Privacy attorney Iliana Peters of the law firm Polsinelli says that while Frohboese has been with OCR many years and in many different capacities, she does not expect her to be appointed director, because her focus is primarily civil rights issues in healthcare, unrelated to data privacy and security.
Additionally, Peters - herself a former longtime senior adviser at OCR - notes that she's unaware of a career staff person ever being elevated to a political appointee at OCR.
"I am not surprised that appointment of a political appointee for director is taking a while, as that is typical for OCR, given the director position does not require Senate confirmation," Peters notes.
Most administrations prioritize appointments that require Senate confirmation and then address remaining appointments after those have been filled, she adds.
Some experts say that until HHS OCR finally names a new director, much of its critical HIPAA-related work - including ongoing rulemaking pertaining to a notice of proposed changes to the HIPAA privacy rule that was published in January - is stalled (see: The Final HIPAA Actions Under Trump Administration).

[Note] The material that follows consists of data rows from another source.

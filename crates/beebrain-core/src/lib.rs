// ABOUTME: Library root for beebrain-core.
// ABOUTME: Exports the event pipeline: dedup, context, composition, routing, reactions.

pub mod capture;
pub mod composer;
pub mod context;
pub mod dedup;
pub mod error;
pub mod event;
pub mod llm;
pub mod message;
pub mod platform;
pub mod reaction;
pub mod router;
pub mod vector;

pub use composer::{LlmRequest, Prompt, ResponseComposer, ResponseMode, APOLOGY};
pub use context::ContextBuilder;
pub use dedup::DedupStore;
pub use error::{BrainError, Result};
pub use event::{decode, Delivery, InboundEvent, MessageEvent, ReactionEvent};
pub use llm::{ChatMessage, ChatRole, LlmBackend};
pub use message::{infer_role, Author, ConversationMessage, ConversationWindow, HistoryMessage, Role};
pub use platform::ChatPlatform;
pub use reaction::{ReactionHandler, ReactionOutcome};
pub use router::{EventRouter, RouteOutcome, RouterConfig, SkipReason};
pub use vector::{StoredMessage, VectorStore};
// ABOUTME: Error types for beebrain-core.
// ABOUTME: Defines BrainError covering collaborator, completion, and decoding failures.

use thiserror::Error;

#[derive(Error, Debug)]
pub enum BrainError {
    #[error("Chat platform error: {0}")]
    Platform(String),

    #[error("LLM backend error: {0}")]
    Llm(String),

    #[error("LLM backend reported an incomplete completion")]
    IncompleteCompletion,

    #[error("Vector store error: {0}")]
    VectorStore(String),

    #[error("{operation} timed out")]
    Timeout { operation: &'static str },

    #[error("Malformed event payload: {0}")]
    Decode(#[from] serde_json::Error),
}

pub type Result<T> = std::result::Result<T, BrainError>;
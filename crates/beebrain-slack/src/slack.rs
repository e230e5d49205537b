// ABOUTME: Slack Web API client implementing the pipeline's ChatPlatform seam.
// ABOUTME: Wraps slack-morphism calls for history, replies, posting, and reactions.

use crate::config::SlackConfig;
use crate::error::{BotError, Result};
use async_trait::async_trait;
use beebrain_core::{BrainError, ChatPlatform, HistoryMessage};
use slack_morphism::errors::SlackClientError;
use slack_morphism::prelude::*;
use std::future::Future;
use std::sync::Arc;
use std::time::Duration;
use tracing::{debug, info, warn};

/// Upper bound on every individual Slack API call.
const SLACK_CALL_TIMEOUT: Duration = Duration::from_secs(10);

/// Page size and page cap when walking a thread with cursors.
const REPLIES_PAGE_LIMIT: u16 = 200;
const MAX_REPLIES_PAGES: usize = 10;

/// Parent plus the target: replies always lead with the thread parent.
const FETCH_MESSAGE_LIMIT: u16 = 2;

/// Slack client wrapper bound to the bot token.
pub struct BeeBrainSlackClient {
    client: Arc<SlackHyperClient>,
    bot_token: SlackApiToken,
    bot_user_id: String,
}

impl BeeBrainSlackClient {
    /// Create a new Slack client and authenticate.
    pub async fn new(config: &SlackConfig) -> Result<Self> {
        info!("Initializing Slack client");

        let connector = SlackClientHyperConnector::new()
            .map_err(|e| BotError::Slack(format!("Failed to create Slack connector: {}", e)))?;
        let client = Arc::new(slack_morphism::SlackClient::new(connector));

        let bot_token_value: SlackApiTokenValue = config.bot_token.clone().into();
        let bot_token = SlackApiToken::new(bot_token_value);

        // Test authentication and get bot user ID
        let session = client.open_session(&bot_token);
        let auth_response = bounded("auth.test", session.auth_test())
            .await
            .map_err(|e| BotError::Slack(format!("Auth test failed: {}", e)))?;

        let bot_user_id = auth_response.user_id.0;
        info!(bot_user_id = %bot_user_id, "Slack authentication successful");

        Ok(Self {
            client,
            bot_token,
            bot_user_id,
        })
    }
}

#[async_trait]
impl ChatPlatform for BeeBrainSlackClient {
    fn bot_user_id(&self) -> &str {
        &self.bot_user_id
    }

    async fn channel_history(
        &self,
        channel_id: &str,
        oldest: &str,
        limit: u16,
    ) -> beebrain_core::Result<Vec<HistoryMessage>> {
        let session = self.client.open_session(&self.bot_token);
        let request = SlackApiConversationsHistoryRequest::new()
            .with_channel(SlackChannelId::new(channel_id.to_string()))
            .with_oldest(SlackTs::new(oldest.to_string()))
            .with_limit(limit);

        let response = bounded("conversations.history", session.conversations_history(&request)).await?;

        debug!(channel_id = %channel_id, count = response.messages.len(), "Fetched channel history");
        Ok(response.messages.iter().map(to_history_message).collect())
    }

    async fn thread_replies(
        &self,
        channel_id: &str,
        thread_ts: &str,
    ) -> beebrain_core::Result<Vec<HistoryMessage>> {
        let session = self.client.open_session(&self.bot_token);
        let channel = SlackChannelId::new(channel_id.to_string());
        let thread = SlackTs::new(thread_ts.to_string());

        let (messages, unread_cursor) = collect_pages(MAX_REPLIES_PAGES, |cursor| {
            let mut request =
                SlackApiConversationsRepliesRequest::new(channel.clone(), thread.clone())
                    .with_limit(REPLIES_PAGE_LIMIT);
            if let Some(next) = cursor {
                request = request.with_cursor(SlackCursorId::new(next));
            }
            let session = &session;
            async move {
                let response =
                    bounded("conversations.replies", session.conversations_replies(&request))
                        .await?;
                let next = response
                    .response_metadata
                    .and_then(|meta| meta.next_cursor)
                    .map(|next| next.0);
                Ok::<_, BrainError>((
                    response.messages.iter().map(to_history_message).collect(),
                    next,
                ))
            }
        })
        .await?;

        if unread_cursor.is_some() {
            warn!(
                channel_id = %channel_id,
                thread_ts = %thread_ts,
                pages = MAX_REPLIES_PAGES,
                count = messages.len(),
                "Thread exceeds page cap, newest replies omitted from context"
            );
        }

        debug!(
            channel_id = %channel_id,
            thread_ts = %thread_ts,
            count = messages.len(),
            "Fetched thread replies"
        );
        Ok(messages)
    }

    async fn fetch_message(
        &self,
        channel_id: &str,
        ts: &str,
    ) -> beebrain_core::Result<Option<HistoryMessage>> {
        // For a thread reply Slack lists the parent first, then the replies
        // inside [oldest, latest]. Pinning both bounds to `ts` leaves only the
        // target after the parent; a top-level message is its own parent.
        let session = self.client.open_session(&self.bot_token);
        let target = SlackTs::new(ts.to_string());
        let request = SlackApiConversationsRepliesRequest::new(
            SlackChannelId::new(channel_id.to_string()),
            target.clone(),
        )
        .with_oldest(target.clone())
        .with_latest(target)
        .with_inclusive(true)
        .with_limit(FETCH_MESSAGE_LIMIT);

        let response = bounded("conversations.replies", session.conversations_replies(&request)).await?;
        let found = find_message(&response.messages, ts);
        if found.is_none() {
            debug!(channel_id = %channel_id, ts = %ts, "Message not found in replies");
        }
        Ok(found)
    }

    async fn user_name(&self, user_id: &str) -> beebrain_core::Result<String> {
        let session = self.client.open_session(&self.bot_token);
        let request = SlackApiUsersInfoRequest::new(SlackUserId(user_id.to_string()));
        let response = bounded("users.info", session.users_info(&request)).await?;

        let user = response.user;
        let profile_name = user
            .profile
            .as_ref()
            .and_then(|p| p.display_name.clone().or_else(|| p.real_name.clone()))
            .filter(|name| !name.trim().is_empty());

        profile_name
            .or(user.name)
            .filter(|name| !name.trim().is_empty())
            .ok_or_else(|| BrainError::Platform(format!("user {} has no name", user_id)))
    }

    async fn post_message(
        &self,
        channel_id: &str,
        text: &str,
        thread_ts: Option<&str>,
    ) -> beebrain_core::Result<String> {
        debug!(channel_id = %channel_id, thread_ts = ?thread_ts, "Posting message to Slack");

        let session = self.client.open_session(&self.bot_token);

        let mut request = SlackApiChatPostMessageRequest::new(
            SlackChannelId::new(channel_id.to_string()),
            SlackMessageContent::new().with_text(text.to_string()),
        );

        if let Some(ts) = thread_ts {
            request = request.with_thread_ts(SlackTs::new(ts.to_string()));
        }

        let response = bounded("chat.postMessage", session.chat_post_message(&request)).await?;

        debug!(message_ts = %response.ts, "Message posted successfully");
        Ok(response.ts.0)
    }

    async fn add_reaction(&self, channel_id: &str, ts: &str, name: &str) -> beebrain_core::Result<()> {
        let session = self.client.open_session(&self.bot_token);
        let request = SlackApiReactionsAddRequest::new(
            SlackChannelId::new(channel_id.to_string()),
            SlackReactionName(name.to_string()),
            SlackTs::new(ts.to_string()),
        );
        bounded("reactions.add", session.reactions_add(&request)).await?;
        Ok(())
    }

    async fn remove_reaction(
        &self,
        channel_id: &str,
        ts: &str,
        name: &str,
    ) -> beebrain_core::Result<()> {
        let session = self.client.open_session(&self.bot_token);
        let request = SlackApiReactionsRemoveRequest::new(SlackReactionName(name.to_string()))
            .with_channel(SlackChannelId::new(channel_id.to_string()))
            .with_timestamp(SlackTs::new(ts.to_string()));
        bounded("reactions.remove", session.reactions_remove(&request)).await?;
        Ok(())
    }
}

/// Run one Slack call under [`SLACK_CALL_TIMEOUT`].
async fn bounded<T, F>(operation: &'static str, call: F) -> beebrain_core::Result<T>
where
    F: Future<Output = std::result::Result<T, SlackClientError>>,
{
    match tokio::time::timeout(SLACK_CALL_TIMEOUT, call).await {
        Ok(Ok(value)) => Ok(value),
        Ok(Err(e)) => Err(BrainError::Platform(format!("{} failed: {}", operation, e))),
        Err(_) => Err(BrainError::Timeout { operation }),
    }
}

/// Follow cursors until the platform stops returning one or `max_pages`
/// pages have been read. Returns the items and any cursor left unfollowed.
async fn collect_pages<T, F, Fut>(
    max_pages: usize,
    mut fetch_page: F,
) -> beebrain_core::Result<(Vec<T>, Option<String>)>
where
    F: FnMut(Option<String>) -> Fut,
    Fut: Future<Output = beebrain_core::Result<(Vec<T>, Option<String>)>>,
{
    let mut items = Vec::new();
    let mut cursor = None;

    for _ in 0..max_pages {
        let (page, next) = fetch_page(cursor.take()).await?;
        items.extend(page);
        cursor = next.filter(|next| !next.is_empty());
        if cursor.is_none() {
            break;
        }
    }

    Ok((items, cursor))
}

fn find_message(messages: &[SlackHistoryMessage], ts: &str) -> Option<HistoryMessage> {
    messages
        .iter()
        .find(|msg| msg.origin.ts.0 == ts)
        .map(to_history_message)
}

fn to_history_message(msg: &SlackHistoryMessage) -> HistoryMessage {
    HistoryMessage {
        ts: msg.origin.ts.0.clone(),
        thread_ts: msg.origin.thread_ts.as_ref().map(|ts| ts.0.clone()),
        user_id: msg.sender.user.as_ref().map(|u| u.0.clone()),
        username: msg.sender.username.clone(),
        bot_id: msg.sender.bot_id.as_ref().map(|b| b.0.clone()),
        subtype: msg.subtype.as_ref().and_then(subtype_name),
        text: msg.content.text.clone().unwrap_or_default(),
    }
}

/// Wire name of a message subtype, e.g. `bot_message`.
fn subtype_name(subtype: &SlackMessageEventType) -> Option<String> {
    serde_json::to_value(subtype)
        .ok()
        .and_then(|value| value.as_str().map(str::to_string))
}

"It is an important position that should be filled," says privacy attorney Kirk Nahra of the law firm WilmerHale.
"I doubt the rule evaluation will move forward much until a new person is named, as there are some very complicated parts of the notice of proposed rulemaking discussion," he says.
Peters offers a similar assessment.
"I expect that once the [new] director is appointed, they will need time to get up to speed on all of OCR policy and enforcement priorities, both by the civil rights division at OCR and the health information privacy and security division at OCR," she says. "As such, I do not expect any HIPAA Rules changes until that process is complete."

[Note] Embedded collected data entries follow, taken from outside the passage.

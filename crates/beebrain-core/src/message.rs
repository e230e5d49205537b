// ABOUTME: Conversation data model and role inference for historical messages.
// ABOUTME: Maps raw platform history records into ordered conversation windows.

use serde::{Deserialize, Serialize};

/// Subtype the platform assigns to messages posted by integrations.
pub const BOT_MESSAGE_SUBTYPE: &str = "bot_message";

/// Who produced a message, from the model's point of view.
#[derive(Debug, Clone, Copy, PartialEq, Eq, Serialize, Deserialize)]
#[serde(rename_all = "lowercase")]
pub enum Role {
    User,
    Assistant,
}

/// Platform identity attached to a message.
#[derive(Debug, Clone, Default, PartialEq, Eq, Serialize, Deserialize)]
pub struct Author {
    pub id: String,
    pub name: String,
}

impl Author {
    pub fn new(id: impl Into<String>, name: impl Into<String>) -> Self {
        Self {
            id: id.into(),
            name: name.into(),
        }
    }
}

/// A raw message as returned by the chat platform's history or replies APIs.
#[derive(Debug, Clone, Default, PartialEq, Eq)]
pub struct HistoryMessage {
    pub ts: String,
    pub thread_ts: Option<String>,
    pub user_id: Option<String>,
    pub username: Option<String>,
    pub bot_id: Option<String>,
    pub subtype: Option<String>,
    pub text: String,
}

impl HistoryMessage {
    /// True when the message is a thread parent or reply.
    ///
    /// Such messages are only surfaced through their own thread fetch.
    pub fn belongs_to_thread(&self) -> bool {
        self.thread_ts.as_deref().is_some_and(|ts| !ts.is_empty())
    }

    /// The thread this message lives in, or its own ts when it has none.
    pub fn thread_anchor(&self) -> &str {
        match self.thread_ts.as_deref() {
            Some(ts) if !ts.is_empty() => ts,
            _ => &self.ts,
        }
    }
}

/// Classify a historical message as human or agent-originated.
///
/// A bot identifier and the `bot_message` subtype are treated as equally
/// authoritative; either one marks the message as the assistant's.
pub fn infer_role(message: &HistoryMessage) -> Role {
    let has_bot_id = message.bot_id.as_deref().is_some_and(|id| !id.is_empty());
    let bot_subtype = message.subtype.as_deref() == Some(BOT_MESSAGE_SUBTYPE);
    if has_bot_id || bot_subtype {
        Role::Assistant
    } else {
        Role::User
    }
}

/// One entry of a conversation window.
#[derive(Debug, Clone, PartialEq, Eq)]
pub struct ConversationMessage {
    pub role: Role,
    pub content: String,
    pub author: Option<Author>,
    /// Platform timestamp, when the message came from history.
    pub ts: Option<String>,
}

impl ConversationMessage {
    /// A fresh human message that has not been posted to history yet.
    pub fn user(content: impl Into<String>, author: Author) -> Self {
        Self {
            role: Role::User,
            content: content.into(),
            author: Some(author),
            ts: None,
        }
    }

    /// Render as `{authorId}|{authorName}: {content}` for flattened transcripts.
    pub fn transcript_line(&self) -> String {
        let (id, name) = self
            .author
            .as_ref()
            .map(|a| (a.id.as_str(), a.name.as_str()))
            .unwrap_or(("", ""));
        format!("{}|{}: {}", id, name, self.content)
    }
}

impl From<&HistoryMessage> for ConversationMessage {
    fn from(msg: &HistoryMessage) -> Self {
        Self {
            role: infer_role(msg),
            content: msg.text.clone(),
            author: Some(Author {
                id: msg.user_id.clone().unwrap_or_default(),
                name: msg.username.clone().unwrap_or_default(),
            }),
            ts: Some(msg.ts.clone()),
        }
    }
}

/// Chronologically ascending sequence of conversation messages.
#[derive(Debug, Clone, Default, PartialEq, Eq)]
pub struct ConversationWindow {
    messages: Vec<ConversationMessage>,
}

impl ConversationWindow {
    pub fn new() -> Self {
        Self::default()
    }

    pub fn from_messages(messages: Vec<ConversationMessage>) -> Self {
        Self { messages }
    }

    pub fn push(&mut self, message: ConversationMessage) {
        self.messages.push(message);
    }

    /// Drop every entry carrying the given platform timestamp.
    pub fn remove_ts(&mut self, ts: &str) {
        self.messages.retain(|m| m.ts.as_deref() != Some(ts));
    }

    /// Like [`remove_ts`](Self::remove_ts), returning the first removed entry.
    pub fn take_ts(&mut self, ts: &str) -> Option<ConversationMessage> {
        let index = self.messages.iter().position(|m| m.ts.as_deref() == Some(ts))?;
        let taken = self.messages.remove(index);
        self.remove_ts(ts);
        Some(taken)
    }

    pub fn messages(&self) -> &[ConversationMessage] {
        &self.messages
    }

    pub fn iter(&self) -> std::slice::Iter<'_, ConversationMessage> {
        self.messages.iter()
    }

    pub fn len(&self) -> usize {
        self.messages.len()
    }

    pub fn is_empty(&self) -> bool {
        self.messages.is_empty()
    }

    pub fn last(&self) -> Option<&ConversationMessage> {
        self.messages.last()
    }
}

impl<'a> IntoIterator for &'a ConversationWindow {
    type Item = &'a ConversationMessage;
    type IntoIter = std::slice::Iter<'a, ConversationMessage>;

    fn into_iter(self) -> Self::IntoIter {
        self.messages.iter()
    }
}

In the meantime, some experts say they predict HHS OCR will remain focused on patient access issues as a top enforcement priority.
"I think OCR’s patient access initiative is a good example of how enforcement can call attention to and correct violations of patient privacy rights," says regulatory attorney Paul Hales of Hales Law Group.
"This may encourage the next OCR director to undertake many more specific HIPAA enforcement initiatives."
HHS OCR did not immediately respond to an ISMG request for comment.